Design is not just what it looks like and feels like. Design is how it works.

Steve Jobs

4.1 Framework overview

Inspired by the bag-of-word model, images are modeled as a set of visual words (concepts) described and supported by different visual features and rep-resentations.. As we explained previously, our goal is to automatically deduce, from a given image, a graph that represents the image content.

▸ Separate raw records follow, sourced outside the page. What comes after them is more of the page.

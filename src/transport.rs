//! Transport adapter seam.
//!
//! The engine never talks to a network directly. It hands a serialized-enough
//! request to a [`Transport`] together with a [`ReplySink`] and moves on; the
//! transport resolves the sink exactly once, from whatever thread it likes,
//! when the real reply (or a failure) materializes. Wire format, connection
//! management, and endpoint resolution all live behind this trait.
//!
//! Two test doubles ship with the crate:
//! - [`LabTransport`] captures sends and lets the test pump replies in a
//!   deterministic order, which is how reconciliation races are exercised.
//! - [`FnTransport`] computes the reply inline from a closure, useful when a
//!   test only cares about the value and not the delivery interleaving.

use crate::error::TransportError;
use crate::types::{CallId, Endpoint};
use parking_lot::Mutex;
use std::collections::VecDeque;

/// A one-shot resolution channel for a dispatched request.
///
/// The sink must be resolved exactly once. Dropping an unresolved sink
/// delivers [`TransportError::ConnectionLost`], so a transport that loses
/// track of a request still terminates the call instead of wedging it.
pub struct ReplySink<V> {
    call: CallId,
    deliver: Option<Box<dyn FnOnce(Result<V, TransportError>) + Send>>,
}

impl<V> ReplySink<V> {
    /// Creates a sink that feeds resolutions into `deliver`.
    #[must_use]
    pub fn new(call: CallId, deliver: impl FnOnce(Result<V, TransportError>) + Send + 'static) -> Self {
        Self {
            call,
            deliver: Some(Box::new(deliver)),
        }
    }

    /// Returns the call this sink resolves.
    #[must_use]
    pub const fn call(&self) -> CallId {
        self.call
    }

    /// Delivers the real reply.
    pub fn resolve(mut self, value: V) {
        if let Some(deliver) = self.deliver.take() {
            deliver(Ok(value));
        }
    }

    /// Delivers a transport failure.
    pub fn fail(mut self, error: TransportError) {
        if let Some(deliver) = self.deliver.take() {
            deliver(Err(error));
        }
    }
}

impl<V> Drop for ReplySink<V> {
    fn drop(&mut self) {
        if let Some(deliver) = self.deliver.take() {
            deliver(Err(TransportError::ConnectionLost));
        }
    }
}

impl<V> core::fmt::Debug for ReplySink<V> {
    fn fmt(&self, f: &mut core::fmt::Formatter<'_>) -> core::fmt::Result {
        f.debug_struct("ReplySink")
            .field("call", &self.call)
            .field("resolved", &self.deliver.is_none())
            .finish()
    }
}

/// The transport seam: dispatches a request and resolves the sink later.
///
/// `send` must not block on the network; the whole point of speculation is
/// that the caller resumes before the reply exists. Implementations may
/// resolve the sink inline (the reply path then runs on the caller's thread,
/// which the engine tolerates) or from any other thread.
pub trait Transport<Q, V>: Send + Sync {
    /// Dispatches `request` to `target`. The reply resolves `sink`.
    fn send(&self, target: &Endpoint, request: Q, sink: ReplySink<V>);
}

/// A captured, not-yet-replied send.
struct InFlight<Q, V> {
    target: Endpoint,
    request: Q,
    sink: ReplySink<V>,
}

/// A transport double that captures sends for deterministic replay.
///
/// Tests pump replies with [`deliver_next`](Self::deliver_next) in whatever
/// order the scenario needs; undelivered sends fail with `ConnectionLost`
/// when the transport is dropped.
pub struct LabTransport<Q, V> {
    pending: Mutex<VecDeque<InFlight<Q, V>>>,
    sent: Mutex<Vec<(CallId, Endpoint)>>,
}

impl<Q, V> Default for LabTransport<Q, V> {
    fn default() -> Self {
        Self::new()
    }
}

impl<Q, V> LabTransport<Q, V> {
    /// Creates an empty lab transport.
    #[must_use]
    pub fn new() -> Self {
        Self {
            pending: Mutex::new(VecDeque::new()),
            sent: Mutex::new(Vec::new()),
        }
    }

    /// Returns the number of sends awaiting a reply.
    #[must_use]
    pub fn pending_count(&self) -> usize {
        self.pending.lock().len()
    }

    /// Returns every dispatch observed so far, in order.
    #[must_use]
    pub fn sent_log(&self) -> Vec<(CallId, Endpoint)> {
        self.sent.lock().clone()
    }

    /// Resolves the oldest pending send with a reply computed by `reply`.
    ///
    /// Returns false if nothing was pending.
    pub fn deliver_next(
        &self,
        reply: impl FnOnce(&Endpoint, &Q) -> Result<V, TransportError>,
    ) -> bool {
        let Some(in_flight) = self.pending.lock().pop_front() else {
            return false;
        };
        match reply(&in_flight.target, &in_flight.request) {
            Ok(value) => in_flight.sink.resolve(value),
            Err(error) => in_flight.sink.fail(error),
        }
        true
    }

    /// Resolves every pending send (including ones queued by the deliveries
    /// themselves) with replies computed by `reply`.
    ///
    /// Returns the number of replies delivered.
    pub fn deliver_all_with(
        &self,
        mut reply: impl FnMut(&Endpoint, &Q) -> Result<V, TransportError>,
    ) -> usize {
        let mut delivered = 0;
        while self.deliver_next(&mut reply) {
            delivered += 1;
        }
        delivered
    }

    /// Fails the oldest pending send. Returns false if nothing was pending.
    pub fn fail_next(&self, error: TransportError) -> bool {
        let Some(in_flight) = self.pending.lock().pop_front() else {
            return false;
        };
        in_flight.sink.fail(error);
        true
    }
}

impl<Q: Send, V: Send> Transport<Q, V> for LabTransport<Q, V> {
    fn send(&self, target: &Endpoint, request: Q, sink: ReplySink<V>) {
        tracing::trace!(call = %sink.call(), target = %target, "lab transport captured send");
        self.sent.lock().push((sink.call(), target.clone()));
        self.pending.lock().push_back(InFlight {
            target: target.clone(),
            request,
            sink,
        });
    }
}

/// A transport double that computes replies inline.
///
/// The sink resolves on the sender's thread before `send` returns, which is
/// the most hostile interleaving for reconciliation: the real reply can land
/// before the speculative run has finished.
pub struct FnTransport<F> {
    reply: F,
}

impl<F> FnTransport<F> {
    /// Creates a transport that answers every send with `reply`.
    #[must_use]
    pub const fn new(reply: F) -> Self {
        Self { reply }
    }
}

impl<Q, V, F> Transport<Q, V> for FnTransport<F>
where
    F: Fn(&Endpoint, &Q) -> Result<V, TransportError> + Send + Sync,
{
    fn send(&self, target: &Endpoint, request: Q, sink: ReplySink<V>) {
        match (self.reply)(target, &request) {
            Ok(value) => sink.resolve(value),
            Err(error) => sink.fail(error),
        }
    }
}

Such a graph will contain concepts directly associated with the elements present in the image, as well as spatial relations which express how concepts are related in the image.

The reason that we have choosen graph as the image representation is due to its capacity of embedding complex symbolic relations and attributes of concepts (such as numerical value or probability estimation). Alternatively, with this presentation we can apply an extension of language modeling, which is a generative probabilistic model, for the graph retrieval process.

To do so, we present in this section the system architecture that consists of three main stages (see Figure4.1).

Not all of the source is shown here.